- **Work required**
Scan the entries below and report only how many lines contain "PatchFault".

Saved data entries
■ ■ ■ ■
//! Telemetry ingress

use axum::{body::Bytes, extract::State, http::StatusCode, Json};
use serde::Deserialize;
use shield_core::{BatchOutcome, RawEvent};

use crate::{AppError, AppResult, AppState};

/// Agents send either one record or an array of them
#[derive(Deserialize)]
#[serde(untagged)]
enum TelemetryBody {
    Batch(Vec<RawEvent>),
    Single(RawEvent),
}

pub async fn ingest(
    State(state): State<AppState>,
    body: Bytes,
) -> AppResult<(StatusCode, Json<BatchOutcome>)> {
    let batch = match serde_json::from_slice::<TelemetryBody>(&body) {
        Ok(TelemetryBody::Batch(events)) => events,
        Ok(TelemetryBody::Single(event)) => vec![event],
        Err(e) => return Err(AppError::BadRequest(format!("invalid telemetry payload: {}", e))),
    };

    let outcome = state.core.pipeline().ingest_batch(batch).await?;
    if outcome.malformed > 0 {
        tracing::debug!("Dropped {} malformed events", outcome.malformed);
    }
    Ok((StatusCode::ACCEPTED, Json(outcome)))
}
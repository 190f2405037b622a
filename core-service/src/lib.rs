//! Shield Core - Rule Hot-Patch & Telemetry Enforcement
//!
//! Holds a versioned, content-addressed rule set, evaluates telemetry
//! against it, and admits signed hot patches anchored to a chain ledger.
//!
//! ```text
//! raw events ──► TelemetryPipeline ──┬──► EvaluationEngine ──► Verdict
//!                                    │                           │
//!                                    └──► ForgeLoop ◄────────────┘
//!                                            │ candidates
//! patch bytes ──► Admission ──► Verifier ──► RuleStore.apply ──► ChainLedger
//! ```

pub mod constants;
pub mod logic;

pub use logic::admission::{Admission, SubmitError};
pub use logic::audit::{AdmissionAudit, AdmissionRecord};
pub use logic::config::{ConfigError, PipelineConfig};
pub use logic::engine::{Decision, EvaluationEngine, Verdict};
pub use logic::forge::{CandidateRule, ForgeState, RepeatedTargetSynthesizer, Synthesizer};
pub use logic::ledger::{
    ChainHead, ChainLedger, JsonlJournal, LedgerEntry, LedgerError, LedgerJournal, LedgerRecord,
    MemoryJournal,
};
pub use logic::rules::{
    load_bundle, ApplyError, Provenance, RuleEntry, RuleLanguage, RuleOp, RuleSet, RuleStore,
};
pub use logic::runtime::{CoreStatus, HealthState, RuntimeError, ShieldCore};
pub use logic::telemetry::{
    BatchOutcome, IngestError, MalformedEvent, RawEvent, TelemetryEvent, TelemetryPipeline,
};
pub use logic::verifier::{
    ChainAnchor, PatchEnvelope, PublicKey, SigningKeyPair, TrustPolicy, VerifyError, Verifier,
};
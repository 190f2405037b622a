//! Configuration module

use std::env;

use shield_core::{ConfigError, PipelineConfig};

/// Daemon configuration
#[derive(Debug, Clone)]
pub struct Config {
    /// Server port
    pub port: u16,

    /// Environment (development, production)
    pub environment: String,

    /// Emit JSON log lines instead of human-readable ones
    pub log_json: bool,

    /// Enforcement core settings (`SHIELD_*`)
    pub pipeline: PipelineConfig,
}

impl Config {
    /// Load configuration from environment variables
    pub fn from_env() -> Result<Self, ConfigError> {
        Ok(Self {
            port: env::var("PORT")
                .ok()
                .and_then(|p| p.parse().ok())
                .unwrap_or(8080),

            environment: env::var("ENVIRONMENT")
                .unwrap_or_else(|_| "development".to_string()),

            log_json: log_json_from_env(),

            pipeline: PipelineConfig::from_env()?,
        })
    }

    /// Check if running in production
    pub fn is_production(&self) -> bool {
        self.environment == "production"
    }
}

/// Read before the subscriber exists, so kept separate from `from_env`
pub fn log_json_from_env() -> bool {
    env::var("LOG_FORMAT")
        .map(|v| v.eq_ignore_ascii_case("json"))
        .unwrap_or(false)
}
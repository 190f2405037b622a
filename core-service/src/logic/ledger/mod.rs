//! Chain Ledger Module
//!
//! Append-only record of accepted rule-set states. Each entry extends its
//! predecessor by exactly one version; the head is the root of trust for
//! anchor checks.
//!
//! ## Structure
//! - `types.rs` - ChainHead, LedgerEntry, LedgerRecord, LedgerError
//! - `journal.rs` - durable append targets (memory, JSONL file)
//! - `chain.rs` - ChainLedger and the append guard

pub mod chain;
pub mod journal;
pub mod types;

pub use chain::{AppendGuard, ChainLedger};
pub use journal::{JsonlJournal, LedgerJournal, MemoryJournal};
pub use types::{ChainHead, LedgerEntry, LedgerError, LedgerRecord};
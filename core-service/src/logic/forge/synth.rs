//! Rule Synthesis
//!
//! `Synthesizer` is the pluggable model boundary: it reads a window, and
//! the rule set active when the window closed, and returns candidate rule
//! bodies. It knows nothing about keys, anchors or admission.

use std::collections::BTreeMap;

use crate::constants::DEFAULT_SYNTH_MIN_HITS;
use crate::logic::digest::DigestBuilder;
use crate::logic::rules::{RuleLanguage, RuleSet};

use super::window::ForgeWindow;

#[derive(Debug, Clone, PartialEq, Eq)]
pub struct CandidateRule {
    pub id: String,
    pub language: RuleLanguage,
    pub body: Vec<u8>,
}

pub trait Synthesizer: Send + Sync {
    /// May be slow; runs on the blocking pool
    fn synthesize(&self, window: &ForgeWindow, rules: &RuleSet) -> Vec<CandidateRule>;
}

/// Proposes nothing. Useful when synthesis is disabled.
#[derive(Debug, Default, Clone, Copy)]
pub struct NullSynthesizer;

impl Synthesizer for NullSynthesizer {
    fn synthesize(&self, _window: &ForgeWindow, _rules: &RuleSet) -> Vec<CandidateRule> {
        Vec::new()
    }
}

/// Promote a target that keeps tripping alerts to a dedicated block rule,
/// unless an active rule already pins that exact target
#[derive(Debug, Clone, Copy)]
pub struct RepeatedTargetSynthesizer {
    pub min_hits: usize,
}

impl Default for RepeatedTargetSynthesizer {
    fn default() -> Self {
        Self {
            min_hits: DEFAULT_SYNTH_MIN_HITS,
        }
    }
}

impl RepeatedTargetSynthesizer {
    pub fn new(min_hits: usize) -> Self {
        Self {
            min_hits: min_hits.max(1),
        }
    }

    /// Stable id: the same target always yields the same rule id
    pub fn rule_id(target: &str) -> String {
        let mut b = DigestBuilder::new(b"shield.forge.target.v1");
        b.field(target.as_bytes());
        format!("forge-target-{}", b.finish().short())
    }

    fn body(target: &str, hits: usize) -> Vec<u8> {
        format!(
            "@decision block\n@severity high\n@match target ^{}$\n# synthesized from {} alerts\n",
            regex::escape(target),
            hits
        )
        .into_bytes()
    }
}

impl Synthesizer for RepeatedTargetSynthesizer {
    fn synthesize(&self, window: &ForgeWindow, rules: &RuleSet) -> Vec<CandidateRule> {
        let mut hits: BTreeMap<&str, usize> = BTreeMap::new();
        for (event, verdict) in window.pairs() {
            if verdict.decision.is_alert() {
                *hits.entry(event.target.as_str()).or_default() += 1;
            }
        }

        hits.into_iter()
            .filter(|(target, n)| *n >= self.min_hits && !target.chars().any(char::is_control))
            .filter(|(target, _)| !rules.rules().any(|r| r.compiled.pins_target(target)))
            .map(|(target, n)| CandidateRule {
                id: Self::rule_id(target),
                language: RuleLanguage::Sigma,
                body: Self::body(target, n),
            })
            .collect()
    }
}
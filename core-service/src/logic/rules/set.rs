//! Rule Set
//!
//! Immutable, versioned, content-addressed collection of loaded rules.
//! Every transition builds a new `RuleSet`; unchanged rules share their
//! `Arc`s with the previous version.

use std::collections::{BTreeMap, HashSet};
use std::sync::Arc;

use super::loader::{CompiledRule, LoadError, RuleLoader};
use super::types::{RuleEntry, RuleOp};
use crate::logic::digest::{ContentDigest, DigestBuilder};

/// A rule entry together with its compiled matcher
#[derive(Debug, Clone)]
pub struct LoadedRule {
    pub entry: Arc<RuleEntry>,
    pub compiled: Arc<CompiledRule>,
}

/// Reasons a patch cannot be applied to a set
#[derive(Debug, Clone, PartialEq, Eq)]
pub enum PatchFault {
    /// Rule failed structural or deep validation
    Invalid { id: String, reason: String },
    /// Remove targets a rule that is not in the set
    UnknownRule(String),
}

impl std::fmt::Display for PatchFault {
    fn fmt(&self, f: &mut std::fmt::Formatter<'_>) -> std::fmt::Result {
        match self {
            PatchFault::Invalid { id, reason } => write!(f, "rule '{}': {}", id, reason),
            PatchFault::UnknownRule(id) => write!(f, "cannot remove unknown rule '{}'", id),
        }
    }
}

#[derive(Debug, Clone)]
pub struct RuleSet {
    version: u64,
    digest: ContentDigest,
    rules: BTreeMap<String, LoadedRule>,
}

impl RuleSet {
    /// Build the baseline set (version 0)
    pub fn baseline(
        entries: Vec<RuleEntry>,
        loader: &dyn RuleLoader,
        max_rule_bytes: usize,
    ) -> Result<Self, PatchFault> {
        let mut rules = BTreeMap::new();
        for entry in entries {
            let loaded = load(entry, loader, max_rule_bytes)?;
            rules.insert(loaded.entry.id.clone(), loaded);
        }
        Ok(Self::from_rules(0, rules))
    }

    fn from_rules(version: u64, rules: BTreeMap<String, LoadedRule>) -> Self {
        let digest = digest_rules(&rules);
        Self { version, digest, rules }
    }

    /// Compute the successor set. `self` is untouched; on error nothing
    /// of the patch is applied.
    pub fn with_ops(
        &self,
        ops: &[RuleOp],
        loader: &dyn RuleLoader,
        max_rule_bytes: usize,
    ) -> Result<RuleSet, PatchFault> {
        let mut rules = self.rules.clone();
        for op in ops {
            match op {
                RuleOp::Upsert { rule } => {
                    let loaded = load(rule.clone(), loader, max_rule_bytes)?;
                    rules.insert(loaded.entry.id.clone(), loaded);
                }
                RuleOp::Remove { id } => {
                    if rules.remove(id).is_none() {
                        return Err(PatchFault::UnknownRule(id.clone()));
                    }
                }
            }
        }
        Ok(Self::from_rules(self.version + 1, rules))
    }

    pub fn version(&self) -> u64 {
        self.version
    }

    pub fn digest(&self) -> ContentDigest {
        self.digest
    }

    pub fn len(&self) -> usize {
        self.rules.len()
    }

    pub fn is_empty(&self) -> bool {
        self.rules.is_empty()
    }

    pub fn contains(&self, id: &str) -> bool {
        self.rules.contains_key(id)
    }

    pub fn get(&self, id: &str) -> Option<&LoadedRule> {
        self.rules.get(id)
    }

    /// Rules in identifier order
    pub fn rules(&self) -> impl Iterator<Item = &LoadedRule> {
        self.rules.values()
    }

    pub fn ids(&self) -> HashSet<&str> {
        self.rules.keys().map(String::as_str).collect()
    }
}

fn load(entry: RuleEntry, loader: &dyn RuleLoader, max_rule_bytes: usize) -> Result<LoadedRule, PatchFault> {
    entry
        .check_structure(max_rule_bytes)
        .map_err(|reason| PatchFault::Invalid {
            id: entry.id.clone(),
            reason,
        })?;
    let compiled = loader
        .compile(&entry)
        .map_err(|e: LoadError| PatchFault::Invalid {
            id: entry.id.clone(),
            reason: e.to_string(),
        })?;
    Ok(LoadedRule {
        entry: Arc::new(entry),
        compiled: Arc::new(compiled),
    })
}

/// Digest of the sorted entry digests. BTreeMap iteration order makes the
/// result independent of insertion order.
fn digest_rules(rules: &BTreeMap<String, LoadedRule>) -> ContentDigest {
    let mut b = DigestBuilder::new(b"shield.ruleset.v1");
    b.u64(rules.len() as u64);
    for loaded in rules.values() {
        b.digest(&loaded.entry.digest());
    }
    b.finish()
}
■ ■ ■ ■
- **Written solution**
10